Electrophysiological properties and glucose responsiveness of guinea‐pig ventromedial hypothalamic neurones in vitro.

The membrane properties of neurones in the guinea‐pig ventromedial hypothalamic nucleus (v.m.h.) were studied in in vitro brain slice preparations. The average resting potential was ‐62.9 +/‐ 5.4 mV (mean +/‐ S.D.), input resistance was 155 +/‐ 58 M omega, and action potential amplitude was 69.9 +/‐ 6.3 mV. Three types of neurone were identified. The type A neurones were characterized by a short membrane time constant (7.3 +/‐ 2.0 ms) and a small after‐hyperpolarization (a.h.p.) (2.0 +/‐ 1.2 mV) with a short half decay time of 67 +/‐ 55 ms after stimulation with a long outward current pulse. Type B had a long time constant (18.8 +/‐ 5.7 ms) and a large a.h.p. (6.9 +/‐ 2.4 mV) with a medium half decay time of 203 +/‐ 90 ms. Type C was characterized by a long time constant (14.3 +/‐ 2.3 ms) and a large a.h.p. (6.5 +/‐ 1.5 mV) with a long half decay time of 478 +/‐ 230 ms. The slopes of the frequency‐current (f‐I) plots of the three types were different, particularly for the first spike interval. The slopes for the type A (414 +/‐ 102 impulses s‐1 nA‐1) and type B neurones (480 +/‐ 120 impulses s‐1 nA‐1) were steeper than that for the type C neurones (178 +/‐ 41 impulses s‐1 nA‐1). This difference is probably related to the relatively long first interval observed in the type C neurones. In all type B and a few type C neurones, when the membrane potential was hyperpolarized beyond‐‐65 mV the application of orthodromic or direct stimulation generated a burst of spikes, consisting of a low‐threshold response (l.t.r.) of low amplitude and superimposed high‐frequency spikes. At the original resting potential, outward current pulses produced a train of low‐frequency spikes. In type C neurones maintained in a depolarized state (about ‐50 mV), inward current pulses produced a specific delay of the return to the original membrane potential.

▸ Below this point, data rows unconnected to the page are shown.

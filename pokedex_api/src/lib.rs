//! PokéAPI client built from composable request middleware.
//!
//! Requests go through [`pipeline::assemble`]: base URL injection, logging
//! and error translation layered around the [`HttpFetch`] primitive.

mod client;
mod errors;
pub mod middleware;
pub mod pipeline;
pub mod types;
pub use self::client::{Client, HttpFetch, DEFAULT_BASE_URL, DEFAULT_RESOURCE, DEFAULT_TIMEOUT};
pub use self::errors::{
    Error, CONNECTIVITY_MESSAGE, NOT_FOUND_MESSAGE, UNAVAILABLE_MESSAGE, UNEXPECTED_MESSAGE,
};
pub use self::middleware::{compose, BoxedOperation, Middleware, Operation};
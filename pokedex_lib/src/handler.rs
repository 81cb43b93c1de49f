//! The lookup endpoint: validates the query, runs the upstream fetch
//! pipeline, and wraps the outcome in a JSON envelope.

use async_trait::async_trait;
use serde::{Deserialize, Serialize};

use crate::client::LookupService;
use crate::config::PokedexConfig;
use crate::error::PokedexError;
use crate::transform::{transform, DisplayRecord};
use crate::validation::{encode_segment, is_blank, validate_query};

pub const MISSING_QUERY_MESSAGE: &str = "Search term is required";

/// Response body of the lookup endpoint.
#[derive(Serialize, Deserialize, Debug, Clone, PartialEq)]
#[serde(untagged)]
pub enum Envelope {
    Success {
        data: DisplayRecord,
        success: bool,
    },
    Failure {
        error: String,
        #[serde(default)]
        success: bool,
    },
}

impl Envelope {
    pub fn ok(data: DisplayRecord) -> Self {
        Self::Success {
            data,
            success: true,
        }
    }

    pub fn failure(error: impl Into<String>) -> Self {
        Self::Failure {
            error: error.into(),
            success: false,
        }
    }

    pub fn is_success(&self) -> bool {
        matches!(self, Self::Success { .. })
    }
}

/// HTTP status plus envelope, independent of any server framework.
#[derive(Debug, Clone, PartialEq)]
pub struct HandlerResponse {
    pub status: u16,
    pub body: Envelope,
}

impl HandlerResponse {
    fn failure(status: u16, error: impl Into<String>) -> Self {
        Self {
            status,
            body: Envelope::failure(error),
        }
    }
}

/// Server-side lookup handler over the upstream client.
pub struct LookupHandler {
    client: pokedex_api::Client,
}

impl LookupHandler {
    pub fn new(client: pokedex_api::Client) -> Self {
        Self { client }
    }

    pub fn from_config(config: &PokedexConfig) -> Self {
        Self::new(config.api_client())
    }

    /// Answers one lookup request. Never fails: every outcome is turned into
    /// a status and envelope.
    ///
    /// - missing or blank query: 400, `Search term is required`
    /// - query rejected by validation: 400
    /// - upstream or transform failure: 500 with the user-facing message
    pub async fn handle(&self, query: Option<&str>) -> HandlerResponse {
        let Some(query) = query.filter(|q| !is_blank(q)) else {
            return HandlerResponse::failure(400, MISSING_QUERY_MESSAGE);
        };

        match self.fetch_record(query).await {
            Ok(record) => HandlerResponse {
                status: 200,
                body: Envelope::ok(record),
            },
            Err(err @ PokedexError::InvalidInput(_)) => {
                HandlerResponse::failure(400, err.to_string())
            }
            Err(err) => {
                tracing::error!("Pokémon API error: {}", err);
                HandlerResponse::failure(500, err.user_message())
            }
        }
    }

    /// Fetches and transforms one record.
    pub async fn fetch_record(&self, query: &str) -> Result<DisplayRecord, PokedexError> {
        let query = validate_query(query)?;
        let raw = self.client.get_pokemon(&encode_segment(&query)).await?;
        Ok(transform(&raw)?)
    }
}

#[async_trait]
impl LookupService for LookupHandler {
    async fn lookup(&self, query: &str) -> Result<DisplayRecord, PokedexError> {
        self.fetch_record(query).await
    }
}
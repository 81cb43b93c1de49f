use std::sync::Arc;

use anyhow::{Context, Result};
use axum::{
    extract::{Query, State},
    http::StatusCode,
    routing::get,
    Json, Router,
};
use clap::Args;
use pokedex_lib::{Envelope, LookupHandler, PokedexConfig};
use serde::Deserialize;
use tower_http::cors::{Any, CorsLayer};

#[derive(Args)]
pub struct ServeArgs {
    /// Address to bind
    #[arg(long, default_value = "127.0.0.1")]
    pub host: String,

    /// Port to listen on
    #[arg(long, default_value_t = 3000)]
    pub port: u16,
}

#[derive(Deserialize)]
struct SearchParams {
    q: Option<String>,
}

pub async fn run(args: &ServeArgs, config: &PokedexConfig) -> Result<()> {
    let addr = format!("{}:{}", args.host, args.port);
    let handler = Arc::new(LookupHandler::from_config(config));

    let listener = tokio::net::TcpListener::bind(&addr)
        .await
        .with_context(|| format!("Failed to bind to {}", addr))?;

    tracing::info!("Listening on http://{}", addr);
    tracing::info!("Lookup endpoint: http://{}/api/pokemon?q=pikachu", addr);

    axum::serve(listener, router(handler))
        .await
        .context("Server error")?;

    Ok(())
}

/// Routes for the lookup endpoint and a liveness check, with permissive CORS.
pub fn router(handler: Arc<LookupHandler>) -> Router {
    let cors = CorsLayer::new()
        .allow_origin(Any)
        .allow_methods(Any)
        .allow_headers(Any);

    Router::new()
        .route("/api/pokemon", get(lookup))
        .route("/health", get(health))
        .layer(cors)
        .with_state(handler)
}

async fn lookup(
    State(handler): State<Arc<LookupHandler>>,
    Query(params): Query<SearchParams>,
) -> (StatusCode, Json<Envelope>) {
    let response = handler.handle(params.q.as_deref()).await;
    let status =
        StatusCode::from_u16(response.status).unwrap_or(StatusCode::INTERNAL_SERVER_ERROR);
    (status, Json(response.body))
}

async fn health() -> &'static str {
    "ok"
}

#[cfg(test)]
mod tests {
    use super::*;
    use axum::body::Body;
    use axum::http::Request;
    use http_body_util::BodyExt;
    use pokedex_lib::pokedex_api::{self, Client};
    use serde_json::Value;
    use tower::ServiceExt;
    use wiremock::matchers::{method, path};
    use wiremock::{Mock, MockServer, ResponseTemplate};

    const PIKACHU: &str = include_str!("../../../pokedex_api/tests/fixtures/pikachu.json");

    fn app(base_url: &str) -> Router {
        router(Arc::new(LookupHandler::new(Client::with_base_url(base_url))))
    }

    async fn send_get(app: Router, uri: &str) -> (StatusCode, Vec<u8>) {
        let resp = app
            .oneshot(Request::builder().uri(uri).body(Body::empty()).unwrap())
            .await
            .unwrap();
        let status = resp.status();
        let bytes = resp.into_body().collect().await.unwrap().to_bytes();
        (status, bytes.to_vec())
    }

    #[tokio::test]
    async fn health_is_ok() {
        let (status, body) = send_get(app("http://127.0.0.1:1"), "/health").await;
        assert_eq!(status, StatusCode::OK);
        assert_eq!(body, b"ok");
    }

    #[tokio::test]
    async fn missing_query_is_bad_request() {
        for uri in ["/api/pokemon", "/api/pokemon?q=", "/api/pokemon?q=%20%20"] {
            let (status, body) = send_get(app("http://127.0.0.1:1"), uri).await;
            assert_eq!(status, StatusCode::BAD_REQUEST);
            let body: Value = serde_json::from_slice(&body).unwrap();
            assert_eq!(body["error"], "Search term is required");
            assert_eq!(body["success"], false);
        }
    }

    #[tokio::test]
    async fn found_record_is_wrapped() {
        let server = MockServer::start().await;
        Mock::given(method("GET"))
            .and(path("/pokemon/pikachu"))
            .respond_with(ResponseTemplate::new(200).set_body_string(PIKACHU))
            .mount(&server)
            .await;

        let (status, body) = send_get(app(&server.uri()), "/api/pokemon?q=Pikachu").await;
        assert_eq!(status, StatusCode::OK);
        let body: Value = serde_json::from_slice(&body).unwrap();
        assert_eq!(body["success"], true);
        assert_eq!(body["data"]["name"], "pikachu");
        assert_eq!(body["data"]["totalMetrics"], 320);
    }

    #[tokio::test]
    async fn upstream_not_found_is_server_error() {
        let server = MockServer::start().await;
        Mock::given(method("GET"))
            .and(path("/pokemon/missingno"))
            .respond_with(ResponseTemplate::new(404))
            .mount(&server)
            .await;

        let (status, body) = send_get(app(&server.uri()), "/api/pokemon?q=missingno").await;
        assert_eq!(status, StatusCode::INTERNAL_SERVER_ERROR);
        let body: Value = serde_json::from_slice(&body).unwrap();
        assert_eq!(body["error"], pokedex_api::NOT_FOUND_MESSAGE);
        assert_eq!(body["success"], false);
    }
}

This delayed return was thought to be generated by activation of a transient K+ (IA) conductance. Stimulation at the lateral edge of the v.m.h. produced excitatory post‐synaptic potentials (e.p.s.p.s) in type A neurones, e.p.s.p.s with l.t.r. in type B neurones and e.p.s.p.‐inhibitory post‐synaptic potential sequences in type C neurones. About 20% of v.m.h. neurones, particularly the type C cells, were depolarized by glucose application with an associated increase in the input membrane resistance.(ABSTRACT TRUNCATED AT 400 WORDS)